__Task data__:

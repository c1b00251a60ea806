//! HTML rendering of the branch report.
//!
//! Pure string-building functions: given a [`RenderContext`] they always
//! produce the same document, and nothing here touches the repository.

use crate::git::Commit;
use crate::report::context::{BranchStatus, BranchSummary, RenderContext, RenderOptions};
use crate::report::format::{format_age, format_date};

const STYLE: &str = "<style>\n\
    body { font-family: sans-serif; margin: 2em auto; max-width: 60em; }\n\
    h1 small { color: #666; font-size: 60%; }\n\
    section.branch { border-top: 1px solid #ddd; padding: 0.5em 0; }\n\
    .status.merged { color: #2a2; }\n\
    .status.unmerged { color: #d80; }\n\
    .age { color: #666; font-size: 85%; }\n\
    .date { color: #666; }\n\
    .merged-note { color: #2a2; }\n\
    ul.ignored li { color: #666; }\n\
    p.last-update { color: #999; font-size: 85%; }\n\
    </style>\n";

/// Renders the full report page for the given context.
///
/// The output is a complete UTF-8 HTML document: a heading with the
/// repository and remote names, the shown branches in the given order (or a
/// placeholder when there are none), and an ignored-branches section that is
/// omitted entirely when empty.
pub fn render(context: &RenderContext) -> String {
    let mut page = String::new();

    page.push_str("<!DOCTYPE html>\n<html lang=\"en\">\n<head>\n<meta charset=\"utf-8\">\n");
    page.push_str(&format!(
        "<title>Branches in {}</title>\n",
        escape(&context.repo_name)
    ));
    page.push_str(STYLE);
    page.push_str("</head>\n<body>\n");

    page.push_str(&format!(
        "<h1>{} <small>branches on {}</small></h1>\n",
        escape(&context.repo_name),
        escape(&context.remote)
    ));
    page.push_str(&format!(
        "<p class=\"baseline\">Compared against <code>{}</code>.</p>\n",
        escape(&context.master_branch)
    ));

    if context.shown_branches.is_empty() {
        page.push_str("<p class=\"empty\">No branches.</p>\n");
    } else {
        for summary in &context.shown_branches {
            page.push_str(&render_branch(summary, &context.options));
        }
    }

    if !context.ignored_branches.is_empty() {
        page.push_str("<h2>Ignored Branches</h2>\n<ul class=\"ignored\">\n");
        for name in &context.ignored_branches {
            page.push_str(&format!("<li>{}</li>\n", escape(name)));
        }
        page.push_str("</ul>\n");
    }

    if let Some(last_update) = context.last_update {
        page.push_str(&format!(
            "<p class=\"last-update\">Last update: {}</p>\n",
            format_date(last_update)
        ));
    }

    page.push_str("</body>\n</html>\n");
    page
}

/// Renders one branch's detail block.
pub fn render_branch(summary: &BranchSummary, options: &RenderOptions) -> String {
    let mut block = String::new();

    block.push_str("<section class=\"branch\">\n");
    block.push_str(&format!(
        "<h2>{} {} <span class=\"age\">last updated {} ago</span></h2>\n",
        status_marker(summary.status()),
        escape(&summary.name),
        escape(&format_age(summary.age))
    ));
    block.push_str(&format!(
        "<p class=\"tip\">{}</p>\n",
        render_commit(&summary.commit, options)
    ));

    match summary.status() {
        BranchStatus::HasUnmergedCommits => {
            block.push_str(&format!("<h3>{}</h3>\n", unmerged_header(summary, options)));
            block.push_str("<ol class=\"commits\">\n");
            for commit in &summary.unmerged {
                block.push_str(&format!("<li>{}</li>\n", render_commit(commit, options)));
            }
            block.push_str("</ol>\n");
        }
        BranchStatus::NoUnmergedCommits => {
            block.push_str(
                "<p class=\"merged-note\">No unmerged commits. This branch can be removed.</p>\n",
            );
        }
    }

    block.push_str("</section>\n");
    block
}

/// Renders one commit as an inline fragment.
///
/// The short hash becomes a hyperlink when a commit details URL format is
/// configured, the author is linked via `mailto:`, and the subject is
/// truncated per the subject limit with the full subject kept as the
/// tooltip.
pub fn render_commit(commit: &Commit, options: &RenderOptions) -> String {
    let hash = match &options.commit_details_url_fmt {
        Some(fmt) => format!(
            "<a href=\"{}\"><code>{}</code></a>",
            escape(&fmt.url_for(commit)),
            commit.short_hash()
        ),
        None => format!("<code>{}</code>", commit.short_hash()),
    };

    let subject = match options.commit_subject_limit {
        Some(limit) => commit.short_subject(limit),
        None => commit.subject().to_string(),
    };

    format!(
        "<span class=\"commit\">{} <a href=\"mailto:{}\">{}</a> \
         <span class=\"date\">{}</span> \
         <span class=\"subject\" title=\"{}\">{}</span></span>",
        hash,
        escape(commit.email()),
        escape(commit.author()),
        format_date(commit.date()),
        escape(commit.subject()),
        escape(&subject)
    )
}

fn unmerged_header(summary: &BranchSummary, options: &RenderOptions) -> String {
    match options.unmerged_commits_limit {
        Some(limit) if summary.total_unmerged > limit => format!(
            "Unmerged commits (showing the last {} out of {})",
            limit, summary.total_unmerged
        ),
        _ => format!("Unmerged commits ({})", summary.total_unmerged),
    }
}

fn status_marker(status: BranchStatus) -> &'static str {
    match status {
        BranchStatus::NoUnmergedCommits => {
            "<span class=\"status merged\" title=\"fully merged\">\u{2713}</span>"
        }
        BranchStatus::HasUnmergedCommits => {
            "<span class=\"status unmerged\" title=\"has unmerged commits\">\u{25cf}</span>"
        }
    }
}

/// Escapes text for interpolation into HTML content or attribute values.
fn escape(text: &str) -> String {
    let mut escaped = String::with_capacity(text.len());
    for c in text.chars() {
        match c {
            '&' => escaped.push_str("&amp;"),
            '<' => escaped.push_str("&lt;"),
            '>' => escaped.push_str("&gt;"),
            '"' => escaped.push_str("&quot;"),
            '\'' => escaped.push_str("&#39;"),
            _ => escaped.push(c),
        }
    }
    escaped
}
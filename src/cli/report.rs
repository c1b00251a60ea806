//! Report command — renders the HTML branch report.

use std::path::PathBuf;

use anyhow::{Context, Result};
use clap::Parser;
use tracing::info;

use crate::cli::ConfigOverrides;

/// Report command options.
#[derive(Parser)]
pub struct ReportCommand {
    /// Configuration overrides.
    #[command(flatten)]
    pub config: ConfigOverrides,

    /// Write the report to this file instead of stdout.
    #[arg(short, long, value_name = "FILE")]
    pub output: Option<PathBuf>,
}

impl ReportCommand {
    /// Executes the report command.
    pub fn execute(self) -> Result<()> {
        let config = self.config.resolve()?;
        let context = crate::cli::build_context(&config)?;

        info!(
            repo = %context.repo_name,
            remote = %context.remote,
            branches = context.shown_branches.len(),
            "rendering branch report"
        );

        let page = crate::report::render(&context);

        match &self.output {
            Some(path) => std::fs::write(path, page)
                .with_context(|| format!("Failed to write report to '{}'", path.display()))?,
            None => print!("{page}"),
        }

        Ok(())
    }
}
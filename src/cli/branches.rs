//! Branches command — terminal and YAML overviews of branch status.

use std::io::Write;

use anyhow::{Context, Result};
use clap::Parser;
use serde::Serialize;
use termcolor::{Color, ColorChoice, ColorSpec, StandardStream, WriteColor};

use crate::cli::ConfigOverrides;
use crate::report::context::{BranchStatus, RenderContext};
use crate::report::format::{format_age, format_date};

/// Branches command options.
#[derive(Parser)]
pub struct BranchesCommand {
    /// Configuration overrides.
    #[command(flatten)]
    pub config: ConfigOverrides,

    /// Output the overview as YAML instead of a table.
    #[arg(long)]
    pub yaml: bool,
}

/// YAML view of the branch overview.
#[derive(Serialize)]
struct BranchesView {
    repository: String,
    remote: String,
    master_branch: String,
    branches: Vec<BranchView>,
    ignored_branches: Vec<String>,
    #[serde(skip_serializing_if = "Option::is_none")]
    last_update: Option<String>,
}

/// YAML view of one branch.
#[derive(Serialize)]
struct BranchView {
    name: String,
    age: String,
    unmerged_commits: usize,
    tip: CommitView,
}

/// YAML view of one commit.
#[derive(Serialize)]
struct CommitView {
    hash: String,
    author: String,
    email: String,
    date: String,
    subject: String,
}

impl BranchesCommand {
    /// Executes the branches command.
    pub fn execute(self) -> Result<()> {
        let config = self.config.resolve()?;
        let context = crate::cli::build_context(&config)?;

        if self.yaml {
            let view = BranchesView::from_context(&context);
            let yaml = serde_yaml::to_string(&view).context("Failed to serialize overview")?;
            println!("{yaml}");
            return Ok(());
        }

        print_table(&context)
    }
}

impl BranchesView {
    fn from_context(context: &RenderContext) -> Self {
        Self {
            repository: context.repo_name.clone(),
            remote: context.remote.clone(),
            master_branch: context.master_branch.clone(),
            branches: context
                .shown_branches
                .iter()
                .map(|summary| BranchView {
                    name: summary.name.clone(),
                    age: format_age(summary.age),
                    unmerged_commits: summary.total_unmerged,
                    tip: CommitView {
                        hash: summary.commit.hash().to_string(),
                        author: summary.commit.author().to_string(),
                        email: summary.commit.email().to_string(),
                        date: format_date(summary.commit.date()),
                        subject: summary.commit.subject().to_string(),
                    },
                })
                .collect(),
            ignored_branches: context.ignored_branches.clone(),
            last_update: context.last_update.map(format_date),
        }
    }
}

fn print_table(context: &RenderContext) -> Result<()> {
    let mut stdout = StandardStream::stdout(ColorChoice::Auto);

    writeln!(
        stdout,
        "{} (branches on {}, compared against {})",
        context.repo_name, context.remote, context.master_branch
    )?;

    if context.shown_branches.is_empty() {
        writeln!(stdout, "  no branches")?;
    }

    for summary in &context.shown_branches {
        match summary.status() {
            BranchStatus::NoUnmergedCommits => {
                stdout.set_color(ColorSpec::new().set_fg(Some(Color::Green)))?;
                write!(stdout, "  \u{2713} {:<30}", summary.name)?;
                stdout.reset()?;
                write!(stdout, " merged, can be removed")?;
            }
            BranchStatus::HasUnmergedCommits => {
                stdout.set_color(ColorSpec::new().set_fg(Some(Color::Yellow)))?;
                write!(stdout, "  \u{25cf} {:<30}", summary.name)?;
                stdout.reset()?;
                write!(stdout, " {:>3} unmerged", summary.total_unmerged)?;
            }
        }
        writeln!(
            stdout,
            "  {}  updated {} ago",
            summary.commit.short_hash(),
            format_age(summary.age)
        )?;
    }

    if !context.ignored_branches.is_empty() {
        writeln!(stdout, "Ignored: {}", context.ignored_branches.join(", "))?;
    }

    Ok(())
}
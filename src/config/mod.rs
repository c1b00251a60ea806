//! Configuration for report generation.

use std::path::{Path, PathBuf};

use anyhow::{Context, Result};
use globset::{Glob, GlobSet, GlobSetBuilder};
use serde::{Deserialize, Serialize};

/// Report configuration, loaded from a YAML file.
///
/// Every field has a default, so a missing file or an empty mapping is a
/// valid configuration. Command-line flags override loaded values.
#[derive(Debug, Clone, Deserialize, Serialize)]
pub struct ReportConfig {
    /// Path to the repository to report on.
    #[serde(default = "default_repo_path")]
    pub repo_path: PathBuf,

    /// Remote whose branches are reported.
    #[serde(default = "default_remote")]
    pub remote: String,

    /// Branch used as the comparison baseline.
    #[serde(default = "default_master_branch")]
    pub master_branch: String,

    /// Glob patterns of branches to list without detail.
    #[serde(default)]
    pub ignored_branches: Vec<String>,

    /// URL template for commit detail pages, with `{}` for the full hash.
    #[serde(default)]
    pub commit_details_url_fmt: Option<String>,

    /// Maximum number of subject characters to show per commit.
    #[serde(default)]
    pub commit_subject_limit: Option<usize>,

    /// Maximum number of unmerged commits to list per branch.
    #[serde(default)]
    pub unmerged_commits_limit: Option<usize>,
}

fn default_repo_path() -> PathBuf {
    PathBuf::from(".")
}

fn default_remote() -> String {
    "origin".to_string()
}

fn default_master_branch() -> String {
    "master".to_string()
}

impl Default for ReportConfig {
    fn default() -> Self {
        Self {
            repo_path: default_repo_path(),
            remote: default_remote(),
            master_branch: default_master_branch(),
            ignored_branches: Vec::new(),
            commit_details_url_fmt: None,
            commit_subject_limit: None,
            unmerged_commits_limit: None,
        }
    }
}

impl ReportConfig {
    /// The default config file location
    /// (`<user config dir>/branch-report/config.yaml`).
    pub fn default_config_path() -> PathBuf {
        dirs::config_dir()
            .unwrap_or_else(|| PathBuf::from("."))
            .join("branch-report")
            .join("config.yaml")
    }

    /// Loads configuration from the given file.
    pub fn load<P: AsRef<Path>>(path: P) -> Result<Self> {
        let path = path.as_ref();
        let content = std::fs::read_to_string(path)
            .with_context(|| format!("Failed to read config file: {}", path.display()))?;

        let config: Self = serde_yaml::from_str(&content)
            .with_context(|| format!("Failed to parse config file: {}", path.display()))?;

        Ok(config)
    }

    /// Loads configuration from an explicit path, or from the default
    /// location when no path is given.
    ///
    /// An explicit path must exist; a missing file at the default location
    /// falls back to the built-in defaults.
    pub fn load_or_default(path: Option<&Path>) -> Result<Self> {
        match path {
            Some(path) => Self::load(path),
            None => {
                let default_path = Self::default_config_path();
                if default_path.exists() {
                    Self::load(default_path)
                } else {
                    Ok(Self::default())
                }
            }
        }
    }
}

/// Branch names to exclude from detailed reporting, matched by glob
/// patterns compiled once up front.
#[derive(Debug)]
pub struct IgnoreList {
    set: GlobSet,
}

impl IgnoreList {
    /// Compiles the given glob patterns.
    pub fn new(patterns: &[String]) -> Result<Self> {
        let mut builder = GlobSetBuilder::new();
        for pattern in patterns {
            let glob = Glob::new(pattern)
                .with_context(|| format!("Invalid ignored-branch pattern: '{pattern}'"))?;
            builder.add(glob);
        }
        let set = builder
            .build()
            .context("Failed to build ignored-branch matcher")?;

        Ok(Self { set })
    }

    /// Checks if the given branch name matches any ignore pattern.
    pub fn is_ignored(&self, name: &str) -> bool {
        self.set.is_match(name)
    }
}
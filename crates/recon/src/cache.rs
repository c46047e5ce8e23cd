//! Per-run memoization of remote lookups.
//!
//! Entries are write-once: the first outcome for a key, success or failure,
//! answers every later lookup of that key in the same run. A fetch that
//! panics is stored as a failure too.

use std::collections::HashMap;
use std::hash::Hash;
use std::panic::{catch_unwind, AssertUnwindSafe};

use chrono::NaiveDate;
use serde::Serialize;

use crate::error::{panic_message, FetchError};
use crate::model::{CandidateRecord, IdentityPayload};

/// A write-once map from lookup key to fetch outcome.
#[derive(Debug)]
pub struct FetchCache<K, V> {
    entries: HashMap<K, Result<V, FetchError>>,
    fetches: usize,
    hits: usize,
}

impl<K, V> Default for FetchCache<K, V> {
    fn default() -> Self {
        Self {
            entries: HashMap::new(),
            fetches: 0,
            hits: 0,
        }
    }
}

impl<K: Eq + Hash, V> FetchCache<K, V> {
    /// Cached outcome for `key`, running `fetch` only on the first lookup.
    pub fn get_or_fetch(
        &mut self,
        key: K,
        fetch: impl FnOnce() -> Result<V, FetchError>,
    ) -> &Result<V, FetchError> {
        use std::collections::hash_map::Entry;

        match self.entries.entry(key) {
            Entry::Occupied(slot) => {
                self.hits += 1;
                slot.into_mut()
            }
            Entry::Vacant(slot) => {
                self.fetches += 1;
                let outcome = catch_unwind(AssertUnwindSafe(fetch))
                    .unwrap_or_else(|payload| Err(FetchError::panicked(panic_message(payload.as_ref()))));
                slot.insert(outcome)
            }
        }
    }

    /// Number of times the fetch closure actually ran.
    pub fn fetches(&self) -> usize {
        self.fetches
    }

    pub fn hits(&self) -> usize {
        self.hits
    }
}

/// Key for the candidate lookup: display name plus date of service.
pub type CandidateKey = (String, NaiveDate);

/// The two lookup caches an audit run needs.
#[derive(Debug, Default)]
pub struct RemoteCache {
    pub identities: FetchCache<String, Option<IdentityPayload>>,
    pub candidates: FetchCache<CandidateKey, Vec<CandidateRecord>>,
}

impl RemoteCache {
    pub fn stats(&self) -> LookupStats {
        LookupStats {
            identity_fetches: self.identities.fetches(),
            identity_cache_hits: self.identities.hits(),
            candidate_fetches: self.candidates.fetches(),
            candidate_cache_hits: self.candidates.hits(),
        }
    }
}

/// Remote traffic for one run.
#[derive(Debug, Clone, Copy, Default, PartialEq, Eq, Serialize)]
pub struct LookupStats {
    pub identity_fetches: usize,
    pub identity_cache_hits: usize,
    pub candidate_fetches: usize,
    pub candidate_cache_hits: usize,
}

__Exercise objective__:
Return each line from the material that includes the string "title".

__Response to the exercise__:
        "<title>Branches in {}</title>\n",
         <span class=\"subject\" title=\"{}\">{}</span></span>",
            "<span class=\"status merged\" title=\"fully merged\">\u{2713}</span>"
            "<span class=\"status unmerged\" title=\"has unmerged commits\">\u{25cf}</span>"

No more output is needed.